Ethan had turned off his pager after work at his wife’s request. They were having dinner with her parents that evening. It was important, she said, and that thing going off in the middle of a conversation was just rude.
He’d indulged her. He always indulged Victoria. And there wasn’t much he wouldn’t do for her parents. They thought the world of him.
So he’d spent the evening at the Richardsons’ endless and elegant dining room table beneath a crystal chandelier. Their newest pretty maid, Lorraine, served them in her crisp black-and-white uniform. It was nice, the life Randall and Jennifer Richardson shared. A life into which they’d welcomed him with open arms.
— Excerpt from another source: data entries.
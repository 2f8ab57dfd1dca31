#![cfg(feature = "excel")]

use std::path::Path;

use calamine::{Data, ExcelDateTime, Range, Reader, open_workbook_auto};

use crate::error::{ReadError, ReadResult};
use crate::types::{TabularData, Value};

use super::column_name_or_unnamed;
use super::unified::{SourceFormat, TabularDecoder};

/// Read the first worksheet of a workbook into an in-memory [`TabularData`].
///
/// Behavior:
/// - Uses the first sheet in workbook order
/// - The first row of the sheet's used range is the header row
/// - Empty header cells are named `Unnamed: <index>` (0-based column index)
/// - Remaining rows keep their cell types (int/float/bool/text); empty cells become `Null`
pub fn read_excel_from_path(path: impl AsRef<Path>) -> ReadResult<TabularData> {
    let mut workbook = open_workbook_auto(path)?;
    let range = workbook
        .worksheet_range_at(0)
        .ok_or(ReadError::NoWorksheet)??;
    read_sheet_range(&range)
}

/// Convert an already-loaded worksheet range. An empty range yields an empty table.
pub fn read_sheet_range(range: &Range<Data>) -> ReadResult<TabularData> {
    let mut sheet_rows = range.rows();
    let Some(header) = sheet_rows.next() else {
        return Ok(TabularData::default());
    };

    let columns: Vec<String> = header
        .iter()
        .enumerate()
        .map(|(idx, cell)| header_name(idx, cell))
        .collect();
    let width = columns.len();

    let rows: Vec<Vec<Value>> = sheet_rows
        .map(|row| {
            let mut out: Vec<Value> = row.iter().map(convert_cell).collect();
            out.resize(width, Value::Null);
            out
        })
        .collect();

    TabularData::try_new(columns, rows)
}

fn header_name(idx: usize, c: &Data) -> String {
    let name = match c {
        Data::String(s) => s.clone(),
        Data::Empty => String::new(),
        other => convert_cell(other).to_text().unwrap_or_default(),
    };
    column_name_or_unnamed(idx, name)
}

fn convert_cell(c: &Data) -> Value {
    match c {
        Data::Empty => Value::Null,
        Data::Int(i) => Value::Int64(*i),
        Data::Float(f) => Value::Float64(*f),
        Data::Bool(b) => Value::Bool(*b),
        Data::String(s) if s.is_empty() => Value::Null,
        Data::String(s) => Value::Utf8(s.clone()),
        Data::DateTime(dt) => Value::Utf8(datetime_text(dt)),
        Data::DateTimeIso(s) | Data::DurationIso(s) => Value::Utf8(s.clone()),
        other => Value::Utf8(other.to_string()),
    }
}

/// `2024-01-15 00:00:00` for dates, ISO 8601 for durations; the raw serial if out of range.
fn datetime_text(dt: &ExcelDateTime) -> String {
    let converted = if dt.is_duration() {
        dt.as_duration().map(|d| d.to_string())
    } else {
        dt.as_datetime().map(|d| d.to_string())
    };
    converted.unwrap_or_else(|| dt.to_string())
}

/// [`TabularDecoder`] for [`SourceFormat::Spreadsheet`].
#[derive(Debug, Clone, Copy, Default)]
pub struct XlsxDecoder;

impl TabularDecoder for XlsxDecoder {
    fn format(&self) -> SourceFormat {
        SourceFormat::Spreadsheet
    }

    fn decode(&self, path: &Path) -> ReadResult<TabularData> {
        read_excel_from_path(path)
    }
}
use std::error::Error as StdError;
use std::path::PathBuf;

use crate::error::{ImportError, ReadError};
use crate::ingestion::SourceFormat;
use crate::loading::{LoadReport, LoadState};

/// Severity classification used for observer callbacks and alerting thresholds.
#[derive(Debug, Clone, Copy, PartialEq, Eq, PartialOrd, Ord)]
pub enum ImportSeverity {
    /// Informational event.
    Info,
    /// Warning-level event (non-fatal).
    Warning,
    /// Error-level event (the import failed).
    Error,
    /// Critical error (I/O, connection or other infrastructure failures).
    Critical,
}

/// Context about an import attempt.
#[derive(Debug, Clone)]
pub struct ImportContext {
    /// Source file.
    pub path: PathBuf,
    /// Destination table name as supplied by the caller.
    pub table: String,
    /// Format used for reading, once known.
    pub format: Option<SourceFormat>,
}

/// Shape of the decoded source.
#[derive(Debug, Clone, Copy, PartialEq, Eq)]
pub struct ReadStats {
    pub columns: usize,
    pub rows: usize,
}

/// Observer interface for import progress and outcomes.
///
/// Implementors can record metrics, logs, or trigger alerts.
pub trait ImportObserver: Send + Sync {
    /// Called once the source file has been decoded.
    fn on_read(&self, _ctx: &ImportContext, _stats: ReadStats) {}

    /// Called on every load state change.
    fn on_transition(&self, _ctx: &ImportContext, _from: LoadState, _to: LoadState) {}

    /// Called when the import committed.
    fn on_success(&self, _ctx: &ImportContext, _report: &LoadReport) {}

    /// Called when the import fails.
    fn on_failure(&self, _ctx: &ImportContext, _severity: ImportSeverity, _error: &ImportError) {}

    /// Called when an import failure meets an alert threshold.
    ///
    /// Default behavior forwards to [`Self::on_failure`].
    fn on_alert(&self, ctx: &ImportContext, severity: ImportSeverity, error: &ImportError) {
        self.on_failure(ctx, severity, error)
    }
}

/// Logs import events as structured `tracing` events.
#[derive(Debug, Default)]
pub struct TracingObserver;

impl ImportObserver for TracingObserver {
    fn on_read(&self, ctx: &ImportContext, stats: ReadStats) {
        tracing::info!(
            path = %ctx.path.display(),
            format = ?ctx.format,
            columns = stats.columns,
            rows = stats.rows,
            "file read successfully"
        );
    }

    fn on_transition(&self, ctx: &ImportContext, from: LoadState, to: LoadState) {
        tracing::debug!(table = %ctx.table, ?from, ?to, "load state changed");
    }

    fn on_success(&self, ctx: &ImportContext, report: &LoadReport) {
        tracing::info!(
            path = %ctx.path.display(),
            table = %report.table,
            columns = report.columns,
            rows = report.rows,
            "data successfully imported"
        );
    }

    fn on_failure(&self, ctx: &ImportContext, severity: ImportSeverity, error: &ImportError) {
        tracing::error!(
            ?severity,
            path = %ctx.path.display(),
            table = %ctx.table,
            error = %error,
            "import failed"
        );
    }

    fn on_alert(&self, ctx: &ImportContext, severity: ImportSeverity, error: &ImportError) {
        tracing::error!(
            alert = true,
            ?severity,
            path = %ctx.path.display(),
            table = %ctx.table,
            error = %error,
            "import failed"
        );
    }
}

/// Severity of an import failure.
pub fn severity_for_error(e: &ImportError) -> ImportSeverity {
    match e {
        ImportError::Read { source, .. } => match source {
            ReadError::Io(_) => ImportSeverity::Critical,
            ReadError::Csv(err) => match err.kind() {
                csv::ErrorKind::Io(_) => ImportSeverity::Critical,
                _ => ImportSeverity::Error,
            },
            #[cfg(feature = "excel")]
            ReadError::Excel(calamine::Error::Io(_)) => ImportSeverity::Critical,
            #[cfg(feature = "excel")]
            ReadError::Excel(err) => {
                if error_chain_contains_io(err) {
                    ImportSeverity::Critical
                } else {
                    ImportSeverity::Error
                }
            }
            _ => ImportSeverity::Error,
        },
        ImportError::Connection { .. } | ImportError::Database(_) => ImportSeverity::Critical,
        ImportError::UnsupportedFormat { .. }
        | ImportError::MissingConfig { .. }
        | ImportError::InvalidConfig { .. }
        | ImportError::Schema { .. }
        | ImportError::Insert { .. } => ImportSeverity::Error,
    }
}

#[cfg_attr(not(feature = "excel"), allow(dead_code))]
fn error_chain_contains_io(e: &(dyn StdError + 'static)) -> bool {
    let mut cur: Option<&(dyn StdError + 'static)> = Some(e);
    while let Some(err) = cur {
        if err.is::<std::io::Error>() {
            return true;
        }
        cur = err.source();
    }
    false
}
//! Paging fixture CLI
//!
//! Runs the mock pagination API or issues tokens for it

use anyhow::Context;
use clap::Parser;
use paging_fixture::cli::{Cli, Runner};
use tracing_subscriber::EnvFilter;

#[tokio::main]
async fn main() -> anyhow::Result<()> {
    let cli = Cli::parse();

    // Initialize logging
    let level = if cli.verbose {
        tracing::Level::DEBUG
    } else {
        tracing::Level::INFO
    };
    tracing_subscriber::fmt()
        .with_env_filter(EnvFilter::from_default_env().add_directive(level.into()))
        .with_writer(std::io::stderr)
        .init();

    let runner = Runner::new(cli);
    runner.run().await.context("paging-fixture failed")
}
They treated him far better than his own father ever had.
So the least he could do was turn off the damn pager.
Of course, it turned out to be the one night he shouldn’t have done so.
By the time he and Victoria returned home, the hospital had left six messages on his voice mail. He saw the light blinking even as he helped Victoria out of her coat, the fur soft against his palms. It was rabbit. She’d wanted mink. Maybe next year.
“Oh, honey, must you?” she asked, pursing her lips when she saw his eyes on the telephone. “It’s been such a beautiful evening. I was hoping we could end it together.”
He slid his hand around her nape, his fingers tickled by the touch of her short brown hair, and kissed her forehead. “There’s nothing I’d like more,” he told her. “But I’d better at least check, okay?”
Sighing, she nodded, hugged him close, then turned and hurried through the house, lifting her shapely calves in between steps to tug off her stiletto heels. “I’m going to run a bath, love.”
“I’ll be right up.” He watched her go toward the stairs as he punched the button for messages.